#### Work to be completed:
Below are some records. Copy every line in them that holds "pelo".

#### Data for this task:
- - - - - - -

impl FileKeyValueStore {
    pub async fn new<P: AsRef<Path>>(base_directory: P) -> Result<Self, AppError> {
        let base_directory = base_directory.as_ref().to_path_buf();
        tokio::fs::create_dir_all(&base_directory).await?;
        Ok(Self { base_directory })
    }

    fn file_path(&self, key: &str) -> PathBuf {
        let file_name: String = key
            .chars()
            .map(|c| if c.is_ascii_alphanumeric() || c == '_' || c == '-' { c } else { '_' })
            .collect();
        self.base_directory.join(format!("{}.json", file_name))
    }
}

#[async_trait]
impl KeyValueStore for FileKeyValueStore {
    async fn get(&self, key: &str) -> Result<Option<String>, AppError> {
        match tokio::fs::read_to_string(self.file_path(key)).await {
            Ok(content) => Ok(Some(content)),
            Err(e) if e.kind() == std::io::ErrorKind::NotFound => Ok(None),
            Err(e) => Err(e.into()),
        }
    }

    async fn set(&self, key: &str, value: &str) -> Result<(), AppError> {
        // Escreve num temporário e renomeia, para não deixar JSON pela metade
        let path = self.file_path(key);
        let tmp = path.with_extension("json.tmp");
        tokio::fs::write(&tmp, value).await?;
        tokio::fs::rename(&tmp, &path).await?;
        Ok(())
    }
}

// =========================================================================
//  STORE LOCAL (todas as coleções)
// =========================================================================

/// Registros que têm id próprio dentro de uma coleção.
trait Keyed {
    fn key(&self) -> &str;

    /// Chamado pelo `upsert` antes de sobrescrever um registro existente.
    fn keep_from(&mut self, _previous: &Self) {}
}

impl Keyed for BudgetRequest {
    fn key(&self) -> &str {
        &self.id
    }

    fn keep_from(&mut self, previous: &Self) {
        self.created_at = previous.created_at;
    }
}

impl Keyed for ServiceOrder {
    fn key(&self) -> &str {
        &self.id
    }

    fn keep_from(&mut self, previous: &Self) {
        self.created_at = previous.created_at;
    }
}

impl Keyed for Client {
    fn key(&self) -> &str {
        &self.id
    }

    fn keep_from(&mut self, previous: &Self) {
        self.created_at = previous.created_at;
    }
}

impl Keyed for Product {
    fn key(&self) -> &str {
        &self.id
    }

    fn keep_from(&mut self, previous: &Self) {
        self.created_at = previous.created_at;
    }
}

impl Keyed for Transaction {
    fn key(&self) -> &str {
        &self.id
    }
}

impl Keyed for Sale {
    fn key(&self) -> &str {
        &self.id
    }
}

// O catálogo é indexado pelo código, não pelo id
impl Keyed for ServiceCatalogItem {
    fn key(&self) -> &str {
        &self.code
    }
}

pub struct LocalStore {
    kv: Arc<dyn KeyValueStore>,
    // Serializa os ciclos ler-modificar-gravar. Leituras não passam por aqui.
    write_lock: Mutex<()>,
}

impl LocalStore {
    pub fn new(kv: Arc<dyn KeyValueStore>) -> Self {
        Self {
            kv,
            write_lock: Mutex::new(()),
        }
    }

    pub fn in_memory() -> Self {
        Self::new(Arc::new(MemoryKeyValueStore::new()))
    }

    async fn load<T: DeserializeOwned>(&self, key: &str) -> Result<Vec<T>, AppError> {
        match self.kv.get(key).await? {
            None => Ok(Vec::new()),
            Some(raw) => serde_json::from_str(&raw).map_err(|e| {
                AppError::StorageError(format!("coleção '{}' corrompida: {}", key, e))
            }),
        }
    }

    async fn persist<T: Serialize>(&self, key: &str, items: &[T]) -> Result<(), AppError> {
        let raw = serde_json::to_string(items)?;
        self.kv.set(key, &raw).await
    }

    async fn find<T: DeserializeOwned + Keyed>(
        &self,
        key: &str,
        id: &str,
    ) -> Result<Option<T>, AppError> {
        let items: Vec<T> = self.load(key).await?;
        Ok(items.into_iter().find(|item| item.key() == id))
    }

    /// Insere no início (mais novo primeiro). Chamar com o `write_lock` em mãos.
    async fn prepend<T: Serialize + DeserializeOwned + Keyed>(
        &self,
        key: &str,
        item: T,
    ) -> Result<T, AppError>
    where
        T: Clone,
    {
        let mut items: Vec<T> = self.load(key).await?;
        items.insert(0, item.clone());
        self.persist(key, &items).await?;
        Ok(item)
    }

    /// Substitui o registro de mesmo id ou insere no início.
    /// O `createdAt` de um registro existente nunca muda.
    async fn upsert<T: Serialize + DeserializeOwned + Keyed + Clone>(
        &self,
        key: &str,
        mut item: T,
    ) -> Result<T, AppError> {
        let _guard = self.write_lock.lock().await;
        let mut items: Vec<T> = self.load(key).await?;
        match items.iter_mut().find(|existing| existing.key() == item.key()) {
            Some(existing) => {
                item.keep_from(existing);
                *existing = item.clone();
            }
            None => items.insert(0, item.clone()),
        }
        self.persist(key, &items).await?;
        Ok(item)
    }

    /// Gera um id de 4 dígitos que ainda não existe na coleção.
    async fn fresh_numeric_id<T: DeserializeOwned + Keyed>(
        &self,
        key: &str,
    ) -> Result<String, AppError> {
        let items: Vec<T> = self.load(key).await?;
        if items.len() >= ids::FOUR_DIGIT_CAPACITY {
            return Err(AppError::StorageError(format!(
                "coleção '{}' sem ids livres de 4 dígitos",
                key
            )));
        }
        ids::unique_id(ids::four_digit_id, |candidate| {
            items.iter().any(|i| i.key() == candidate)
        })
    }

    async fn apply_stock_delta(&self, id: &str, delta: i32) -> Result<Option<Product>, AppError> {
        let mut products: Vec<Product> = self.load(PRODUCTS_KEY).await?;
        let Some(product) = products.iter_mut().find(|p| p.id == id) else {
            return Ok(None);
        };

        product.stock_quantity = product.stock_quantity.checked_add(delta).ok_or_else(|| {
            AppError::InvalidInput(format!(
                "ajuste de estoque fora do limite para o produto {}",
                product.id
            ))
        })?;
        product.updated_at = ids::now();
        if product.stock_quantity < 0 {
            tracing::warn!(
                "⚠️ Estoque negativo no produto {} ({}): {}",
                product.id,
                product.description,
                product.stock_quantity
            );
        }
        let updated = product.clone();
        self.persist(PRODUCTS_KEY, &products).await?;
        Ok(Some(updated))
    }

    async fn insert_transaction(&self, new: NewTransaction) -> Result<Transaction, AppError> {
        let transaction = new.into_transaction(ids::opaque_id(), ids::now());
        self.prepend(TRANSACTIONS_KEY, transaction).await
    }
}

fn parse_settings(raw: &str) -> Result<Settings, AppError> {
    serde_json::from_str(raw)
        .map_err(|e| AppError::StorageError(format!("configurações corrompidas: {}", e)))
}

#[async_trait]
impl SettingsStorage for LocalStore {
    async fn get_settings(&self) -> Result<Settings, AppError> {
        if let Some(raw) = self.kv.get(SETTINGS_KEY).await? {
            return parse_settings(&raw);
        }

        let _guard = self.write_lock.lock().await;
        // Outro pedido pode ter gravado enquanto esperávamos o lock
        if let Some(raw) = self.kv.get(SETTINGS_KEY).await? {
            return parse_settings(&raw);
        }
        let defaults = Settings::default();
        self.kv
            .set(SETTINGS_KEY, &serde_json::to_string(&defaults)?)
            .await?;
        Ok(defaults)
    }

    async fn save_settings(&self, settings: &Settings) -> Result<Settings, AppError> {
        let _guard = self.write_lock.lock().await;
        self.kv
            .set(SETTINGS_KEY, &serde_json::to_string(settings)?)
            .await?;
        Ok(settings.clone())
    }
}

#[async_trait]
impl BudgetStorage for LocalStore {
    async fn list_budgets(&self) -> Result<Vec<BudgetRequest>, AppError> {
        self.load(BUDGETS_KEY).await
    }

    async fn get_budget(&self, id: &str) -> Result<Option<BudgetRequest>, AppError> {
        self.find(BUDGETS_KEY, id).await
    }

    async fn create_budget(&self, new: NewBudget) -> Result<BudgetRequest, AppError> {
        let _guard = self.write_lock.lock().await;
        let id = self.fresh_numeric_id::<BudgetRequest>(BUDGETS_KEY).await?;
        let budget = BudgetRequest::from_new(id, ids::now(), new);
        self.prepend(BUDGETS_KEY, budget).await
    }

    async fn save_budget(&self, budget: &BudgetRequest) -> Result<BudgetRequest, AppError> {
        self.upsert(BUDGETS_KEY, budget.clone()).await
    }
}

#[async_trait]
impl ServiceOrderStorage for LocalStore {
    async fn list_orders(&self) -> Result<Vec<ServiceOrder>, AppError> {
        self.load(ORDERS_KEY).await
    }

    async fn get_order(&self, id: &str) -> Result<Option<ServiceOrder>, AppError> {
        self.find(ORDERS_KEY, id).await
    }

    async fn create_order(&self, new: NewServiceOrder) -> Result<ServiceOrder, AppError> {
        let _guard = self.write_lock.lock().await;
        let existing: Vec<ServiceOrder> = self.load(ORDERS_KEY).await?;
        let id = ids::unique_id(ids::service_order_id, |candidate| {
            existing.iter().any(|o| o.id == candidate)
        })?;
        let order = ServiceOrder::from_new(id, ids::now(), new)?;
        self.prepend(ORDERS_KEY, order).await
    }

    async fn save_order(&self, order: &ServiceOrder) -> Result<ServiceOrder, AppError> {
        self.upsert(ORDERS_KEY, order.clone()).await
    }
}

#[async_trait]
impl ClientStorage for LocalStore {
    async fn list_clients(&self) -> Result<Vec<Client>, AppError> {
        self.load(CLIENTS_KEY).await
    }

    async fn get_client(&self, id: &str) -> Result<Option<Client>, AppError> {
        self.find(CLIENTS_KEY, id).await
    }

    async fn create_client(&self, new: NewClient) -> Result<Client, AppError> {
        let _guard = self.write_lock.lock().await;
        let id = self.fresh_numeric_id::<Client>(CLIENTS_KEY).await?;
        let client = Client::from_new(id, ids::now(), new);
        self.prepend(CLIENTS_KEY, client).await
    }

    async fn save_client(&self, client: &Client) -> Result<Client, AppError> {
        self.upsert(CLIENTS_KEY, client.clone()).await
    }
}

#[async_trait]
impl ProductStorage for LocalStore {
    async fn list_products(&self) -> Result<Vec<Product>, AppError> {
        self.load(PRODUCTS_KEY).await
    }

    async fn get_product(&self, id: &str) -> Result<Option<Product>, AppError> {
        self.find(PRODUCTS_KEY, id).await
    }

    async fn create_product(&self, new: NewProduct) -> Result<Product, AppError> {
        let _guard = self.write_lock.lock().await;
        let id = self.fresh_numeric_id::<Product>(PRODUCTS_KEY).await?;
        let product = Product::from_new(id, ids::now(), new);
        self.prepend(PRODUCTS_KEY, product).await
    }

    async fn save_product(&self, product: &Product) -> Result<Product, AppError> {
        let mut product = product.clone();
        product.updated_at = ids::now();
        self.upsert(PRODUCTS_KEY, product).await
    }

    async fn adjust_stock(&self, id: &str, delta: i32) -> Result<Option<Product>, AppError> {
        let _guard = self.write_lock.lock().await;
        self.apply_stock_delta(id, delta).await
    }

    async fn delete_product(&self, id: &str) -> Result<bool, AppError> {
        let _guard = self.write_lock.lock().await;
        let mut products: Vec<Product> = self.load(PRODUCTS_KEY).await?;
        let before = products.len();
        products.retain(|p| p.id != id);
        if products.len() == before {
            return Ok(false);
        }
        self.persist(PRODUCTS_KEY, &products).await?;
        Ok(true)
    }
}

#[async_trait]
impl TransactionStorage for LocalStore {
    async fn list_transactions(&self) -> Result<Vec<Transaction>, AppError> {
        self.load(TRANSACTIONS_KEY).await
    }

    async fn create_transaction(&self, new: NewTransaction) -> Result<Transaction, AppError> {
        let _guard = self.write_lock.lock().await;
        self.insert_transaction(new).await
    }

    async fn find_referencing(&self, needle: &str) -> Result<Option<Transaction>, AppError> {
        let transactions: Vec<Transaction> = self.load(TRANSACTIONS_KEY).await?;
        Ok(transactions
            .into_iter()
            .find(|t| t.description.contains(needle)))
    }
}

- - - - - - -

#### Response area:
    /// Chamado pelo `upsert` antes de sobrescrever um registro existente.
// O catálogo é indexado pelo código, não pelo id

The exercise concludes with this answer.